[[ Exercise input open ]]
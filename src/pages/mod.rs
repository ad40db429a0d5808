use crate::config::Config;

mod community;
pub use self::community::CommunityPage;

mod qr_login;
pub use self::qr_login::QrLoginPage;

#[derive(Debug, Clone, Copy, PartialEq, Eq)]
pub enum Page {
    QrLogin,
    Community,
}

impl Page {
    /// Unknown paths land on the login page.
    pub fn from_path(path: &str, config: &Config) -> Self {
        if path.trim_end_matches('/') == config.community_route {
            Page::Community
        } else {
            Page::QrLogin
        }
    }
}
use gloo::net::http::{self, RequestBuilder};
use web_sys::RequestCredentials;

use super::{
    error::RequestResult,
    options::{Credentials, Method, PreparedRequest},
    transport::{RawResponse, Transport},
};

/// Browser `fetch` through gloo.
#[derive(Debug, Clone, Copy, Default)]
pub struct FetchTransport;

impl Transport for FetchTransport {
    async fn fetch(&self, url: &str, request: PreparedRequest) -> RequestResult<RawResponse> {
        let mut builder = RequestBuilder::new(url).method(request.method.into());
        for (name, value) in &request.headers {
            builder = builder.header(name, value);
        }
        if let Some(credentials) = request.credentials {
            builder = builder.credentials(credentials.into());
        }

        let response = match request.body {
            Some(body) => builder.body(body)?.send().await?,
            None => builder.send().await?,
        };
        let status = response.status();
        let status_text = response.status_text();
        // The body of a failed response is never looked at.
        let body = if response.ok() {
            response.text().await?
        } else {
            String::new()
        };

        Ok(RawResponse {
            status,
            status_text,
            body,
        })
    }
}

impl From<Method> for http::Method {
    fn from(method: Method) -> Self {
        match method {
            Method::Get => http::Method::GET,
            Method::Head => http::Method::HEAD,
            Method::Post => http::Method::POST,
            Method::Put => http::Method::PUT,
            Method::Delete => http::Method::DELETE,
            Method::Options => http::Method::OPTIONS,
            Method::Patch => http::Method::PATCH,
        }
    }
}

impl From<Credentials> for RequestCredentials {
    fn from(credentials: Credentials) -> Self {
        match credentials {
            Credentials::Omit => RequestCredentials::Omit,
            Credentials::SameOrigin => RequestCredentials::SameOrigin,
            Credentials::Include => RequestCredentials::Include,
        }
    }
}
[[ Exercise input closed ]]
* **Instructions for the task**
From the listing above, determine how many lines contain "into", then write only that number.

* **Exercise solution**
2